Tanrı Hediyesi

En başından başla
                                    

"Hemen bakıyorum efendim. Birkaç dakika bekleteceğim sizi." tuhaf bir yüz ifadesiyle bebeği inceleyen Harry'ye döndüm. Gülümsemeden edemedim. "Var efendim. Kendisi iki ay önce hastaneye gitmeye başlamış. Ondan sonra da her hafta hastane giriş çıkışı görünüyor. Tüm masrafları ödenmiş."

"Şimdi nerede olduğunu bulabilir misin?"

"Bir sorun mu var Bay Tomlinson?"

"Hayır, kadına zarar vermeden evime getirin. Unutma gelmek istemezse tek bir kılına bile zarar vermeyeceksiniz."

"Anladım efendim." telefonu kapatıp tekrar bebeğin yanına oturdum.

"Ne olacak şimdi? Yani o kadın gelirse."

"Hastalığı hakkında konuşacağım ve bizim hastaneye götüreceğim. Eğer gerçekten dediği gibi kısa bir ömrü varsa bebeğe bir aile bulacağız ya da-" dikkatle bana baktı.

"Ya da?" söylemeye her ne kadar çekinsemde o dikkatli bakışlar yüzünden söylemek zorunda kaldım.

"Ya da bebek bizde kalacak." bebeğe bakıp alt dudağını dişledi.

"Yani bizim bebeğimiz olacak?" başımı sallayıp vereceği tepkiyi bekledim. Gülümseyip yeni uyanan bebeğe baktı. Bebekte dikkatle ona bakıyordu. Bir anda yüzü buruşmaya başladığında Harry onu kucağına aldı. Ağlamasına izin vermeden sırtını okşadı.
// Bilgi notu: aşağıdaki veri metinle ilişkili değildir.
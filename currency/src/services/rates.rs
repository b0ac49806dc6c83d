use std::{collections::HashMap, time::Duration};

use chrono::{NaiveDateTime, Utc};
use common::{
    env_config::CurrencyConfig,
    error::{AppError, Res},
};
use dashmap::DashMap;
use serde::{Deserialize, Serialize};

/// USD-relative rates used when the rate API is unreachable and nothing is cached.
const FALLBACK_USD_RATES: &[(&str, f64)] = &[
    ("USD", 1.0),
    ("EUR", 0.92),
    ("GBP", 0.79),
    ("JPY", 149.5),
    ("CAD", 1.36),
    ("AUD", 1.52),
    ("CHF", 0.88),
    ("CNY", 7.24),
    ("INR", 83.1),
    ("MXN", 17.1),
    ("BRL", 4.97),
    ("ZAR", 18.6),
    ("NGN", 1550.0),
    ("SEK", 10.4),
    ("NZD", 1.64),
    ("SGD", 1.34),
];

const FETCH_TIMEOUT: Duration = Duration::from_secs(5);
/// How long a failed refresh keeps the API from being asked again for that base.
const RETRY_AFTER_SECS: i64 = 60;

#[derive(Debug, Clone, Copy, PartialEq, Eq, Serialize)]
#[serde(rename_all = "lowercase")]
pub enum RateSource {
    Live,
    /// Expired cache entry served because a refresh failed.
    Stale,
    Fallback,
}

#[derive(Debug, Clone, Serialize)]
pub struct RateTable {
    pub base: String,
    /// Units of each currency per one unit of `base`.
    pub rates: HashMap<String, f64>,
    pub fetched_at: NaiveDateTime,
    pub source: RateSource,
}

impl RateTable {
    pub fn rate(&self, code: &str) -> Res<f64> {
        let code = code.trim().to_uppercase();
        if code == self.base {
            return Ok(1.0);
        }
        self.rates
            .get(&code)
            .copied()
            .filter(|rate| *rate > 0.0)
            .ok_or_else(|| AppError::BadRequest(format!("Unsupported currency: {}", code)))
    }

    /// `amount / rate[from] * rate[to]`
    pub fn convert(&self, amount: f64, from: &str, to: &str) -> Res<f64> {
        Ok(amount / self.rate(from)? * self.rate(to)?)
    }
}

/// Builds the hardcoded table, rebased onto `base`.
pub fn fallback_table(base: &str) -> Res<RateTable> {
    let base = normalize_code(base)?;
    let usd: HashMap<String, f64> = FALLBACK_USD_RATES
        .iter()
        .map(|(code, rate)| (code.to_string(), *rate))
        .collect();
    let base_rate = usd
        .get(&base)
        .copied()
        .ok_or_else(|| AppError::BadRequest(format!("Unsupported currency: {}", base)))?;

    Ok(RateTable {
        rates: usd
            .into_iter()
            .map(|(code, rate)| (code, rate / base_rate))
            .collect(),
        base,
        fetched_at: Utc::now().naive_utc(),
        source: RateSource::Fallback,
    })
}

fn normalize_code(code: &str) -> Res<String> {
    let code = code.trim().to_uppercase();
    if code.len() == 3 && code.chars().all(|c| c.is_ascii_alphabetic()) {
        Ok(code)
    } else {
        Err(AppError::BadRequest(format!("Invalid currency code: {}", code)))
    }
}

#[derive(Deserialize)]
struct RateApiResponse {
    rates: HashMap<String, f64>,
}

/// Exchange rates per base currency, refreshed from the rate API once the
/// cached table is older than the TTL. Shared by all workers.
pub struct RateCache {
    client: reqwest::Client,
    api_url: String,
    ttl: chrono::Duration,
    tables: DashMap<String, RateTable>,
    /// Last failed fetch per base.
    failures: DashMap<String, NaiveDateTime>,
}

impl RateCache {
    pub fn new(config: &CurrencyConfig) -> Res<Self> {
        let client = reqwest::Client::builder().timeout(FETCH_TIMEOUT).build()?;
        Ok(RateCache {
            client,
            api_url: config.api_url.trim_end_matches('/').to_string(),
            ttl: chrono::Duration::seconds(config.ttl_secs),
            tables: DashMap::new(),
            failures: DashMap::new(),
        })
    }

    /// Fresh cache, then the rate API, then the stale cache, then the fallback table.
    /// After a failed refresh the API is left alone for a minute.
    pub async fn rates(&self, base: &str) -> Res<RateTable> {
        let base = normalize_code(base)?;
        let now = Utc::now().naive_utc();
        let cached = self.tables.get(&base).map(|entry| entry.clone());

        if let Some(table) = &cached {
            if now - table.fetched_at < self.ttl {
                return Ok(table.clone());
            }
        }

        let backing_off = self
            .failures
            .get(&base)
            .is_some_and(|failed_at| now - *failed_at < chrono::Duration::seconds(RETRY_AFTER_SECS));
        if backing_off {
            return Self::offline(&base, cached);
        }

        match self.fetch(&base).await {
            Ok(table) => {
                self.failures.remove(&base);
                self.tables.insert(base, table.clone());
                Ok(table)
            }
            Err(e) => {
                log::warn!("Exchange rate refresh for {} failed: {}", base, e);
                self.failures.insert(base.clone(), now);
                Self::offline(&base, cached)
            }
        }
    }

    /// What to serve while the rate API is unavailable.
    fn offline(base: &str, cached: Option<RateTable>) -> Res<RateTable> {
        match cached {
            Some(mut table) => {
                table.source = RateSource::Stale;
                Ok(table)
            }
            None => fallback_table(base),
        }
    }

    pub async fn convert(&self, amount: f64, from: &str, to: &str) -> Res<f64> {
        self.rates(from).await?.convert(amount, from, to)
    }

    async fn fetch(&self, base: &str) -> Res<RateTable> {
        let url = format!("{}/{}", self.api_url, base);
        let body: RateApiResponse = self
            .client
            .get(&url)
            .send()
            .await?
            .error_for_status()?
            .json()
            .await?;

        let mut rates: HashMap<String, f64> = body
            .rates
            .into_iter()
            .map(|(code, rate)| (code.to_uppercase(), rate))
            .collect();
        rates.insert(base.to_string(), 1.0);
        log::info!("Fetched {} exchange rates for {}", rates.len(), base);

        Ok(RateTable {
            base: base.to_string(),
            rates,
            fetched_at: Utc::now().naive_utc(),
            source: RateSource::Live,
        })
    }

    #[cfg(test)]
    fn seed(&self, table: RateTable) {
        self.tables.insert(table.base.clone(), table);
    }
}

#[cfg(test)]
mod tests {
    use std::{
        net::TcpListener,
        sync::{
            Arc,
            atomic::{AtomicUsize, Ordering},
        },
    };

    use super::*;

    /// Rate API that accepts connections and hangs up at once. Returns its URL
    /// and the number of connections seen.
    fn dropping_api() -> (String, Arc<AtomicUsize>) {
        let listener = TcpListener::bind("127.0.0.1:0").unwrap();
        let url = format!("http://{}", listener.local_addr().unwrap());
        let hits = Arc::new(AtomicUsize::new(0));
        let counter = Arc::clone(&hits);
        std::thread::spawn(move || {
            for stream in listener.incoming() {
                counter.fetch_add(1, Ordering::SeqCst);
                drop(stream);
            }
        });
        (url, hits)
    }

    fn approx(a: f64, b: f64) -> bool {
        (a - b).abs() < 1e-9
    }

    fn unreachable_cache() -> RateCache {
        RateCache::new(&CurrencyConfig {
            api_url: "http://127.0.0.1:1".to_string(),
            ttl_secs: 3600,
            default_currency: "USD".to_string(),
        })
        .unwrap()
    }

    fn table(base: &str, rates: &[(&str, f64)], fetched_at: NaiveDateTime) -> RateTable {
        RateTable {
            base: base.to_string(),
            rates: rates.iter().map(|(c, r)| (c.to_string(), *r)).collect(),
            fetched_at,
            source: RateSource::Live,
        }
    }

    #[test]
    fn conversion_goes_through_the_table_base() {
        let t = table("USD", &[("USD", 1.0), ("EUR", 0.5), ("GBP", 0.25)], Utc::now().naive_utc());
        assert!(approx(t.convert(10.0, "USD", "EUR").unwrap(), 5.0));
        assert!(approx(t.convert(10.0, "EUR", "GBP").unwrap(), 5.0));
        assert!(approx(t.convert(10.0, "eur", "usd").unwrap(), 20.0));
    }

    #[test]
    fn converting_there_and_back_returns_the_original_amount() {
        let t = fallback_table("USD").unwrap();
        let there = t.convert(1234.56, "USD", "JPY").unwrap();
        let back = t.convert(there, "JPY", "USD").unwrap();
        assert!((back - 1234.56).abs() < 1e-6);
    }

    #[test]
    fn unknown_currency_is_a_bad_request() {
        let t = fallback_table("USD").unwrap();
        assert!(matches!(t.convert(1.0, "USD", "XYZ"), Err(AppError::BadRequest(_))));
        assert!(matches!(fallback_table("XYZ"), Err(AppError::BadRequest(_))));
        assert!(matches!(fallback_table("dollars"), Err(AppError::BadRequest(_))));
    }

    #[test]
    fn fallback_table_is_rebased() {
        let t = fallback_table("eur").unwrap();
        assert_eq!(t.base, "EUR");
        assert!(approx(t.rate("EUR").unwrap(), 1.0));
        assert!(approx(t.rate("USD").unwrap(), 1.0 / 0.92));
        assert_eq!(t.source, RateSource::Fallback);
    }

    #[actix_web::test]
    async fn unreachable_api_without_cache_serves_the_fallback() {
        let cache = unreachable_cache();
        let t = cache.rates("USD").await.unwrap();
        assert_eq!(t.source, RateSource::Fallback);
        assert!(approx(t.rate("EUR").unwrap(), 0.92));
    }

    #[actix_web::test]
    async fn fresh_cache_is_served_without_fetching() {
        let cache = unreachable_cache();
        cache.seed(table("USD", &[("USD", 1.0), ("EUR", 0.5)], Utc::now().naive_utc()));
        let t = cache.rates("usd").await.unwrap();
        assert_eq!(t.source, RateSource::Live);
        assert!(approx(cache.convert(10.0, "USD", "EUR").await.unwrap(), 5.0));
    }

    #[actix_web::test]
    async fn expired_cache_is_served_stale_when_refresh_fails() {
        let cache = unreachable_cache();
        let old = Utc::now().naive_utc() - chrono::Duration::hours(2);
        cache.seed(table("USD", &[("USD", 1.0), ("EUR", 0.5)], old));
        let t = cache.rates("USD").await.unwrap();
        assert_eq!(t.source, RateSource::Stale);
        assert!(approx(t.rate("EUR").unwrap(), 0.5));
    }

    #[actix_web::test]
    async fn failed_refresh_is_not_retried_on_every_lookup() {
        let (api_url, hits) = dropping_api();
        let cache = RateCache::new(&CurrencyConfig {
            api_url,
            ttl_secs: 3600,
            default_currency: "USD".to_string(),
        })
        .unwrap();

        for _ in 0..3 {
            let t = cache.rates("USD").await.unwrap();
            assert_eq!(t.source, RateSource::Fallback);
        }
        assert_eq!(hits.load(Ordering::SeqCst), 1);
    }

    #[actix_web::test]
    async fn refresh_is_attempted_again_once_the_backoff_passes() {
        let (api_url, hits) = dropping_api();
        let cache = RateCache::new(&CurrencyConfig {
            api_url,
            ttl_secs: 3600,
            default_currency: "USD".to_string(),
        })
        .unwrap();

        cache.rates("USD").await.unwrap();
        cache.failures.insert(
            "USD".to_string(),
            Utc::now().naive_utc() - chrono::Duration::seconds(RETRY_AFTER_SECS + 1),
        );
        cache.rates("USD").await.unwrap();
        assert_eq!(hits.load(Ordering::SeqCst), 2);
    }
}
"O zaman bebeğimizin süte ihtiyacı var. Nereden bulacağız?"

"Harry-"

"Biliyorum fazla alışmamam lazım." yüzü düşsede bebeği bırakmadan çantasına uzandı. Çantanın içine bakınmaya başladı. "Burada sadece birkaç bez ve kıyafet var. Başka hiçbir şey yok. Bebek için alışveriş yapmamız lazım." başımı sallayıp bebeğe baktım. Başını Harry'nin omzuna koymuş uyukluyordu. Bir anda gaz çıkarıp uyandı. Harry kıkırdarken ben burnumu kırıştırdım.

"Sanırım altına yapıyor." Harry bebeği yüzünü görebileceği kadar uzaklaştırdı. "Demek ortalığı kokutmaya karar verdin ufaklık." tekrar kıkırdayıp bebeğin burnunu öptü.

"Nasıl değiştireceğiz?"

"Bilmiyorum." sonra mutfağa doğru döndü. "Anna bize bakabilir misin?" Anna koşturarak yanımıza geldi. "Bebeğin altını nasıl değiştireceğimizi biliyor musun?" Anna kafasını salladığında Harry gülümsedi.

"Bana da öğret." deyip gözlerini kırpıştırarak baktı. Anna tekrar başını salladığında çantadan çarşafa benzeyen bir şey çıkardılar. Koltuğun üzerine açtı.

"Bebeği bırakın buraya." Harry dediğini yaptı. "Şimdi kıyafetini ve bezini çıkarmamız lazım." Anna elini uzattığında Harry uzaklaştırdı.

"Hayır, ben yapacağım." Anna ona talimatları verirken o yapmaya çalışıyordu ama bebeğin bacakları hiç durmadığı için bir türlü yapamıyordu. Bebeği de bezi de bırakıp ayağa kalktı.

"Sen yap Anna." deyip banyoya doğru ilerledi. Arkasından bende onu takip ettim. Ağlamaya başladığında adımlarımı hızlandırıp ona yetiştim. Kolundan tutup durdurdum.

"Sorun ne bebeğim?" başını omzuma koyup ağlamaya devam etti. "Ne oldu Harry?"

"Bizim çocuğumuz iyi ki olmamış Louis?" kaşlarımı çatıp ne demek istediğini anlamaya çalıştım. "Baksana küçük bir bebeğin altını bile değiştiremedim. Bizim bebeğimiz olsaydı ona da bakamazdım." saçlarını okşayıp öptüm.

"Öyle düşünme hayatım. Alışana kadar mutlaka böyle şeyler yaşayacağız. Hem sen yine az da olsa yapabiliyorsun, bir de bana bak. Çocuk nasıl tutulur onu bile bilmiyorum." kıkırdayıp geri çekildi. "Üzülme. Zamanla alışırız. Şimdi ona bir isim düşünmemiz lazım." burnunu çekip başını salladı. Yanaklarını kurulayıp cebinden telefonunu çıkardı.